§ PROBLEM TO SOLVE: Scan the lines below and report each one containing "contents" by copying it.
===== DATA TO USE =====
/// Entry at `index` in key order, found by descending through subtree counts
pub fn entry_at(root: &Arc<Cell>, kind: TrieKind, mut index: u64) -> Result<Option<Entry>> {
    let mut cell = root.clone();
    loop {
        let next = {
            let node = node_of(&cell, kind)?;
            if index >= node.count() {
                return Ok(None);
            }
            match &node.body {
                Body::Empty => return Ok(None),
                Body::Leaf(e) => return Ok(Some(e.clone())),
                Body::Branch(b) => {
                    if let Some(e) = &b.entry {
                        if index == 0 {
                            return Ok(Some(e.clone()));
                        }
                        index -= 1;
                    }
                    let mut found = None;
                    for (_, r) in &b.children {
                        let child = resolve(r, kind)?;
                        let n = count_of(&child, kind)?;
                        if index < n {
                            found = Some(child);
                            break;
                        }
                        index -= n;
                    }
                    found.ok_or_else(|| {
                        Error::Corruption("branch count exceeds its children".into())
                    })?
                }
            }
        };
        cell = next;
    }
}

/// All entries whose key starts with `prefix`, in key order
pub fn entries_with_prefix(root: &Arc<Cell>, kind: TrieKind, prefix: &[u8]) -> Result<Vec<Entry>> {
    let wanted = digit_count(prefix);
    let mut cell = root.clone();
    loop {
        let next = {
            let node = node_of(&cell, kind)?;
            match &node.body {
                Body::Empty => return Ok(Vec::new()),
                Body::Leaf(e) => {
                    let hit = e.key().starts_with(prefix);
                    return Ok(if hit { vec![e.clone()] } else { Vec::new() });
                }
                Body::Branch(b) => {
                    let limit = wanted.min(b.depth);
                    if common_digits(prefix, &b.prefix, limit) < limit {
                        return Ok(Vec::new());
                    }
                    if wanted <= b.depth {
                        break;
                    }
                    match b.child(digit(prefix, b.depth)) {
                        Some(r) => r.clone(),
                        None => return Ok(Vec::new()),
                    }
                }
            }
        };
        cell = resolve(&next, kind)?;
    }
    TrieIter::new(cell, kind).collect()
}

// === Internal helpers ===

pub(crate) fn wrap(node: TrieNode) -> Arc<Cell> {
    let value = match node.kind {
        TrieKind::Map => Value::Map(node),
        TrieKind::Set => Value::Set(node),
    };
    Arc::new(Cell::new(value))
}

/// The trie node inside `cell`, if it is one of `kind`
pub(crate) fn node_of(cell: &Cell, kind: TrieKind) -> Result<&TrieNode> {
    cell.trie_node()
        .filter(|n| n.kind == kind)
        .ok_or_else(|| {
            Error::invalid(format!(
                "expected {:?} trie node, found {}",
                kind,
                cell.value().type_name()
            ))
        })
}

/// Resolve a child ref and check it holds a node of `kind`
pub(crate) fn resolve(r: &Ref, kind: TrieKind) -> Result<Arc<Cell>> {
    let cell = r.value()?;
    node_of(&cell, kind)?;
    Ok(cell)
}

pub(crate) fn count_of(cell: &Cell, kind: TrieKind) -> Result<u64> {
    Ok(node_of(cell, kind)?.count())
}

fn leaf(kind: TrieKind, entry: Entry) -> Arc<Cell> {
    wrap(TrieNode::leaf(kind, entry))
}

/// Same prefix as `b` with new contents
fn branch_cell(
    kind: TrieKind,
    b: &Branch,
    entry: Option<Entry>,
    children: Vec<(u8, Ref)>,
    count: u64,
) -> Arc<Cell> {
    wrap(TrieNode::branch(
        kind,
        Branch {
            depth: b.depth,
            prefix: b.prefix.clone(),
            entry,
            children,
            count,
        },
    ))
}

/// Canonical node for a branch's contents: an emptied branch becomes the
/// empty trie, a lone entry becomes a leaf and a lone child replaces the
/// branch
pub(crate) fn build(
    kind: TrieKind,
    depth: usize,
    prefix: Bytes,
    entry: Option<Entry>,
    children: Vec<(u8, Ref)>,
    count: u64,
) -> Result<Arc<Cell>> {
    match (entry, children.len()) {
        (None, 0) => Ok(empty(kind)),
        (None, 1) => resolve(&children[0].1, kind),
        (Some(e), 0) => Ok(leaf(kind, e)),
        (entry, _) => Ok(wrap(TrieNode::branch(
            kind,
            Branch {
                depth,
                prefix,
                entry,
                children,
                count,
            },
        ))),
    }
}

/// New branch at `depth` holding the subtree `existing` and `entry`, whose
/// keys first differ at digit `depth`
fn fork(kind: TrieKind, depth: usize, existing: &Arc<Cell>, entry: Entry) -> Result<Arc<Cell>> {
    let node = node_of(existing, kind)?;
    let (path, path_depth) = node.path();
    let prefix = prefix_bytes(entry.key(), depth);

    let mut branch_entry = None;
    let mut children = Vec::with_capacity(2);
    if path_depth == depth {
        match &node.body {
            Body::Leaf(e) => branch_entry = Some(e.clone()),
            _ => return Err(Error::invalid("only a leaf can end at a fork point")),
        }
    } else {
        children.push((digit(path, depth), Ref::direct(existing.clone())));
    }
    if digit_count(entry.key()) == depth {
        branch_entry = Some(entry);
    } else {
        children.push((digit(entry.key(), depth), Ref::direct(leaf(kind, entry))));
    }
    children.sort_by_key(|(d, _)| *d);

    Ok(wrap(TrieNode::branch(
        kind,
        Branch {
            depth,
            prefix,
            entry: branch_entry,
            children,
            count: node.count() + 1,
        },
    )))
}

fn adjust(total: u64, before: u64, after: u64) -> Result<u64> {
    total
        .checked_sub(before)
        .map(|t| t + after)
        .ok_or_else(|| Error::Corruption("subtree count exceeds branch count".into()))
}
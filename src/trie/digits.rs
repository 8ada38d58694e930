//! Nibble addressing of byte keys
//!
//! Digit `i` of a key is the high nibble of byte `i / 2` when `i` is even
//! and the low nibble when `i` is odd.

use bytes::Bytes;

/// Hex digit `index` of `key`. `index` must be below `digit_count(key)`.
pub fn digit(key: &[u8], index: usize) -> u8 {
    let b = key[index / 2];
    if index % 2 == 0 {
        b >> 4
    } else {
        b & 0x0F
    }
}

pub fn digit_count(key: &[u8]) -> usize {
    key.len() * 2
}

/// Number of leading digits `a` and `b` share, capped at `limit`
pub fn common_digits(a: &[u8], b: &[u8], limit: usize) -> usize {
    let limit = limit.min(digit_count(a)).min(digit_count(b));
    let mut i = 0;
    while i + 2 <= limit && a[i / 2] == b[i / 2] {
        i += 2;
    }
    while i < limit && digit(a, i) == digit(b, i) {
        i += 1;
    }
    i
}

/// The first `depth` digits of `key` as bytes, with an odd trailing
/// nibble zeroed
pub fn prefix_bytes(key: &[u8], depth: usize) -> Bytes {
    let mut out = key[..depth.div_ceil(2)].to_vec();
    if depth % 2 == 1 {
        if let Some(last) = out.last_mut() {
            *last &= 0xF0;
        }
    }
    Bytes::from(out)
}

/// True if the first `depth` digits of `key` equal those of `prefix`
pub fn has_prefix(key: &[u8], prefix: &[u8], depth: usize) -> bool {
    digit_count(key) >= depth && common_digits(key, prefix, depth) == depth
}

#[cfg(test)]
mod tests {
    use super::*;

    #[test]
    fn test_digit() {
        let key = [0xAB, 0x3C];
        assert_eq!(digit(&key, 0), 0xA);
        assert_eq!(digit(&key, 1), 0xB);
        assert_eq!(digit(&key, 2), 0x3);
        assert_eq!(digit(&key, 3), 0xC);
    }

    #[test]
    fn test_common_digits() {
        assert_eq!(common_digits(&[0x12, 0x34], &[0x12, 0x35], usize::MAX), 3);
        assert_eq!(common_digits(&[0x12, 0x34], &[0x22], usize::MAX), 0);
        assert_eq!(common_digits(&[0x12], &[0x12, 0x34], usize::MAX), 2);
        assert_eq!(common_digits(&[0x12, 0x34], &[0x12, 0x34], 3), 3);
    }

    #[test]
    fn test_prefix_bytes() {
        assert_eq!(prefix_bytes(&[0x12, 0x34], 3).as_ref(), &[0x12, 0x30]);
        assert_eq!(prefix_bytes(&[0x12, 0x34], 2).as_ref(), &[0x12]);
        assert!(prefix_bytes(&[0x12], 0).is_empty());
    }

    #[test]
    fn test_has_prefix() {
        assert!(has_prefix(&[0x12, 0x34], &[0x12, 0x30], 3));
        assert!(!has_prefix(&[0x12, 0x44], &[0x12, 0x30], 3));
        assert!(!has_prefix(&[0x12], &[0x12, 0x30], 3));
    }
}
=====
===== DATA TO USE =====
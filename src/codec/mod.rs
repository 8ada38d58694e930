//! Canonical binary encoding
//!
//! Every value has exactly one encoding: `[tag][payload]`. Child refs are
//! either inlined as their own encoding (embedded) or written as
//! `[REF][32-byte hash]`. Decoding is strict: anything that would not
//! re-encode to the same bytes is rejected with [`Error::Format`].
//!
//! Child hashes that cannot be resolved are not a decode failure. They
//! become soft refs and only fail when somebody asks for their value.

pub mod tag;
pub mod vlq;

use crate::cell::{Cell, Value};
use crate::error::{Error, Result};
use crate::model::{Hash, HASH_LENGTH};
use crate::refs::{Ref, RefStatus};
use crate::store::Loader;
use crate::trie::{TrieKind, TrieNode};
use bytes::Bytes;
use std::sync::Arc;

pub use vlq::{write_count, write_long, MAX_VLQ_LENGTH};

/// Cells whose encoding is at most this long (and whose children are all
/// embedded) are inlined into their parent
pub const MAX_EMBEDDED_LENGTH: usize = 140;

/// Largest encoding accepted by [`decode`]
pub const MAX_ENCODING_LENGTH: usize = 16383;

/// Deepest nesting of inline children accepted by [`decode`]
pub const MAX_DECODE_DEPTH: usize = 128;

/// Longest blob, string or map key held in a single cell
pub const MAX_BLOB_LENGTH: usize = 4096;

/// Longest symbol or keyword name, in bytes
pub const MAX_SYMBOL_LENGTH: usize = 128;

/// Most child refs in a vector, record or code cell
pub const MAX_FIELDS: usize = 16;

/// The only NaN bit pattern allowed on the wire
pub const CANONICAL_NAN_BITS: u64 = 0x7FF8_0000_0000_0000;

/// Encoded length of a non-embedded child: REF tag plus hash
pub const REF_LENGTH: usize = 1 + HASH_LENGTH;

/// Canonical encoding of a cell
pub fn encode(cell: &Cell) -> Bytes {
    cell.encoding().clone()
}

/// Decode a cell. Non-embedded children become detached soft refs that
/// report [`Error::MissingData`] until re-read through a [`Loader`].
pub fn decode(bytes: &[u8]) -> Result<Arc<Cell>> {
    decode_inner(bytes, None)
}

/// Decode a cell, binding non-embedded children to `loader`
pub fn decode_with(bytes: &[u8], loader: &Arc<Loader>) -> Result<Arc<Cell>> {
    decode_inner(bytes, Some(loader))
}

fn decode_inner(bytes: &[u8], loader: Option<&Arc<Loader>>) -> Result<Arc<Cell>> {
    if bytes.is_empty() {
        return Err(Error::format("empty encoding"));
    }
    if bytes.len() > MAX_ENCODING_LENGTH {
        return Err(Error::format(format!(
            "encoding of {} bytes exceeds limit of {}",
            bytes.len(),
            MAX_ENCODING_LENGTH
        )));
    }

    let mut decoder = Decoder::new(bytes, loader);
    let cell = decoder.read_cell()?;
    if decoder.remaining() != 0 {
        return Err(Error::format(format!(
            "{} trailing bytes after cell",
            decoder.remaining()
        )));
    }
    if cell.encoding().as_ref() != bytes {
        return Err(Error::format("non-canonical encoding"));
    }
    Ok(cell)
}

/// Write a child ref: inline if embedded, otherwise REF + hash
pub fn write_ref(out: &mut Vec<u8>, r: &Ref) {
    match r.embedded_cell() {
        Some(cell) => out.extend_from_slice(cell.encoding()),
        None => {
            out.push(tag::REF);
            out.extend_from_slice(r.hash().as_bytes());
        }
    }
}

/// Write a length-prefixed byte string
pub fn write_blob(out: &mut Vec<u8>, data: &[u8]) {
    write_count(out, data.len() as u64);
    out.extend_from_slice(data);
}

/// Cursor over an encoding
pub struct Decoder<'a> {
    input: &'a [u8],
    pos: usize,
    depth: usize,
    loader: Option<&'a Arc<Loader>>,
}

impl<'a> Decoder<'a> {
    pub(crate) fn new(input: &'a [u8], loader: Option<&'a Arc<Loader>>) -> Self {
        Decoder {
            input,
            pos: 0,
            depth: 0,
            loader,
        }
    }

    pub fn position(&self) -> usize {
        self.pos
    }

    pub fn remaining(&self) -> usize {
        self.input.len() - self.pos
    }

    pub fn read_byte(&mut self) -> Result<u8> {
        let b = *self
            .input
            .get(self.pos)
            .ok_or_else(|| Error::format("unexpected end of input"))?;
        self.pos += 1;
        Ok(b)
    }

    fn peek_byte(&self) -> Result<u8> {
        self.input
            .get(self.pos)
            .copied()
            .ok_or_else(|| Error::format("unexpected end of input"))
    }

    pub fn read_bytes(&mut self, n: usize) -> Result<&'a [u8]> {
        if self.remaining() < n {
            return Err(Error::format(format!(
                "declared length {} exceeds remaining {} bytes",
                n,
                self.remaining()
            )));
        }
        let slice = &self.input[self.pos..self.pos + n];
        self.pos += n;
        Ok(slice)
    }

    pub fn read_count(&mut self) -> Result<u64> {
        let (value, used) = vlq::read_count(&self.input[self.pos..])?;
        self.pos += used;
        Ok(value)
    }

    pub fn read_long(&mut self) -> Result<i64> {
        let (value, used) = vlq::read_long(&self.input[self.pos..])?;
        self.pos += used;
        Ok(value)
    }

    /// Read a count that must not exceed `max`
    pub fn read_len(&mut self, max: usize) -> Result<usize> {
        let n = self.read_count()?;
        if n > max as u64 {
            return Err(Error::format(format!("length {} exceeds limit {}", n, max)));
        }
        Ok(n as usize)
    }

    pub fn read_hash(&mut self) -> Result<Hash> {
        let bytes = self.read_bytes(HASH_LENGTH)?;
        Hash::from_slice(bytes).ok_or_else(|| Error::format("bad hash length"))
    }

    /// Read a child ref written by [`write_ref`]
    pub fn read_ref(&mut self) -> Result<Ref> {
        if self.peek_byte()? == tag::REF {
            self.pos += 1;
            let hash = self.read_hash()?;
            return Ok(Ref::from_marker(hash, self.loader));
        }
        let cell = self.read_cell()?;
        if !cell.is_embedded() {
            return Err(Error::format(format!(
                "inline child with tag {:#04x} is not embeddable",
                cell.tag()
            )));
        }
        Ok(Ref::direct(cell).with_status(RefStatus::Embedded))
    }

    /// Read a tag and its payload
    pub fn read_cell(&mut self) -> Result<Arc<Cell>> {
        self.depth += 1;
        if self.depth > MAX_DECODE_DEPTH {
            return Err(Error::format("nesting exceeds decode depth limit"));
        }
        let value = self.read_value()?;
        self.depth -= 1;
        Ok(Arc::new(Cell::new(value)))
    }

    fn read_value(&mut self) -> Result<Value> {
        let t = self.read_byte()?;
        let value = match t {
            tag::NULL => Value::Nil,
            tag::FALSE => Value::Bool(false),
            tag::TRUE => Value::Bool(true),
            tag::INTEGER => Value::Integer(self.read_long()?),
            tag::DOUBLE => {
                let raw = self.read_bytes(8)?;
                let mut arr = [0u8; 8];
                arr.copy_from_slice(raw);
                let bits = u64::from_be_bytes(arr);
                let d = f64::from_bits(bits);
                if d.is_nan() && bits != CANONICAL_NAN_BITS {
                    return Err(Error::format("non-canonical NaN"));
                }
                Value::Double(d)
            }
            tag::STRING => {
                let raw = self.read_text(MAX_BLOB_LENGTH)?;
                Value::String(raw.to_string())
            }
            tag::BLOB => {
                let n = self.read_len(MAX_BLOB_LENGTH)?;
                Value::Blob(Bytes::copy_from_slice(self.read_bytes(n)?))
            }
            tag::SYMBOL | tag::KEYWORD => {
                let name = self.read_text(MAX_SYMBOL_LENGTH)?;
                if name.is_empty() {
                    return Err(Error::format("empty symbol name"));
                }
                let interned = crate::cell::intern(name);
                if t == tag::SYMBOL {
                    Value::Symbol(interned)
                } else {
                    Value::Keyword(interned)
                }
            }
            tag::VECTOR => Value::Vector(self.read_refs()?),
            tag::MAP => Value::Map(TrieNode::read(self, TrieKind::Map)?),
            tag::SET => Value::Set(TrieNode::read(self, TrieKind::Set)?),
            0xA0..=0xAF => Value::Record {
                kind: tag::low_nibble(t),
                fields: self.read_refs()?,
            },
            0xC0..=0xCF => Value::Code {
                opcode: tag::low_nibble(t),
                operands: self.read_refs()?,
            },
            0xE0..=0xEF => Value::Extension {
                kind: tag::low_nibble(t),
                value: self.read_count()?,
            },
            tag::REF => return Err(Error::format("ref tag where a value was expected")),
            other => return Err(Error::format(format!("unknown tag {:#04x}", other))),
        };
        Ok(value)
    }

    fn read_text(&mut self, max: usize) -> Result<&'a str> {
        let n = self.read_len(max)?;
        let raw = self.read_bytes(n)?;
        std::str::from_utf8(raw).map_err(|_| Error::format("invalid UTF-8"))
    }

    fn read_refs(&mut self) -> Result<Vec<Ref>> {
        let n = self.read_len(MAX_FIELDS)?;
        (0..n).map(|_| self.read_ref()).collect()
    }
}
=====
§ ANSWER SPACE:
/// Same prefix as `b` with new contents
/// Canonical node for a branch's contents: an emptied branch becomes the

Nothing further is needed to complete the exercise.